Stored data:
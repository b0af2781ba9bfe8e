//! Question definitions - the prompts shown inside a card.

use serde::{Deserialize, Serialize};

use crate::card::Answer;
use crate::condition::Condition;
use crate::id::{AnswerId, QuestionId};

/// A single prompt in a card's flow.
#[derive(Debug, Clone, PartialEq, Serialize, Deserialize)]
#[serde(rename_all = "camelCase")]
pub struct Question {
    #[serde(default)]
    pub id: QuestionId,

    /// The prompt shown to the visitor. May contain `{{placeholders}}`.
    pub text: String,

    /// How the visitor is expected to respond.
    #[serde(default)]
    pub kind: QuestionKind,

    /// Where the question sits on the authoring canvas. Not behavioral.
    #[serde(default)]
    pub position: CanvasPosition,

    /// The options offered for this question.
    #[serde(default)]
    pub answers: Vec<Answer>,

    /// Guards that decide whether the question may be shown.
    #[serde(default, skip_serializing_if = "Vec::is_empty")]
    pub conditions: Vec<Condition>,

    /// Variable names this question reads or writes.
    #[serde(default, skip_serializing_if = "Vec::is_empty")]
    pub variables: Vec<String>,

    /// Which placeholder substitutions apply to the text.
    #[serde(default)]
    pub personalization: Personalization,

    #[serde(default)]
    pub metadata: QuestionMetadata,
}

impl Question {
    /// Create a plain text question with the given prompt.
    pub fn new(text: impl Into<String>) -> Self {
        Self {
            id: QuestionId::new(),
            text: text.into(),
            kind: QuestionKind::Text,
            position: CanvasPosition::default(),
            answers: Vec::new(),
            conditions: Vec::new(),
            variables: Vec::new(),
            personalization: Personalization::default(),
            metadata: QuestionMetadata::default(),
        }
    }

    /// Set how the visitor is expected to respond.
    pub fn with_kind(mut self, kind: QuestionKind) -> Self {
        self.kind = kind;
        self
    }

    /// Add an answer option.
    pub fn with_answer(mut self, answer: Answer) -> Self {
        self.answers.push(answer);
        self
    }

    /// Add a guard on whether the question may be shown.
    pub fn with_condition(mut self, condition: Condition) -> Self {
        self.conditions.push(condition);
        self
    }

    /// Declare a variable this question reads or writes.
    pub fn with_variable(mut self, name: impl Into<String>) -> Self {
        self.variables.push(name.into());
        self
    }

    /// Set which placeholder substitutions apply to the text.
    pub fn with_personalization(mut self, personalization: Personalization) -> Self {
        self.personalization = personalization;
        self
    }

    /// Set the importance score used for analytics and ordering.
    pub fn with_importance(mut self, importance: f32) -> Self {
        self.metadata.importance = importance.clamp(0.0, 1.0);
        self
    }

    /// Look up an answer by id.
    pub fn answer(&self, id: &AnswerId) -> Option<&Answer> {
        self.answers.iter().find(|a| &a.id == id)
    }
}

/// Input modes for a question.
#[derive(Debug, Clone, Copy, PartialEq, Eq, Default, Serialize, Deserialize)]
#[serde(rename_all = "snake_case")]
pub enum QuestionKind {
    /// Static prompt with button answers.
    #[default]
    Text,
    /// Free-text input expected from the visitor.
    Input,
    /// Pick one of several options.
    MultipleChoice,
    /// Pick another card to jump to.
    CardSelection,
    /// Free-text search over the card library.
    Search,
}

/// A question's position on the authoring canvas.
#[derive(Debug, Clone, Copy, PartialEq, Default, Serialize, Deserialize)]
pub struct CanvasPosition {
    pub x: f32,
    pub y: f32,
}

/// Placeholder substitutions enabled for a question's text.
#[derive(Debug, Clone, Copy, PartialEq, Eq, Default, Serialize, Deserialize)]
#[serde(rename_all = "camelCase")]
pub struct Personalization {
    /// Substitute `{{name}}` from the visitor profile.
    #[serde(default)]
    pub use_user_name: bool,

    /// Substitute `{{variable}}` placeholders from conversation variables.
    #[serde(default)]
    pub use_variables: bool,
}

/// Authoring metadata attached to a question.
#[derive(Debug, Clone, PartialEq, Serialize, Deserialize)]
#[serde(rename_all = "camelCase")]
pub struct QuestionMetadata {
    /// Importance score (0.0 - 1.0) for analytics and ordering.
    #[serde(default = "default_importance")]
    pub importance: f32,

    /// Action type to run when the visitor stops responding.
    #[serde(default, skip_serializing_if = "Option::is_none")]
    pub timeout_action: Option<String>,

    /// How many times an input question may be re-asked.
    #[serde(default)]
    pub max_retries: u32,
}

fn default_importance() -> f32 {
    0.5
}

impl Default for QuestionMetadata {
    fn default() -> Self {
        Self {
            importance: default_importance(),
            timeout_action: None,
            max_retries: 0,
        }
    }
}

- [Instructions to follow]: Search the data for the word "options" and copy each line where it appears.

- [Solved problem]:
    /// The options offered for this question.
    /// Pick one of several options.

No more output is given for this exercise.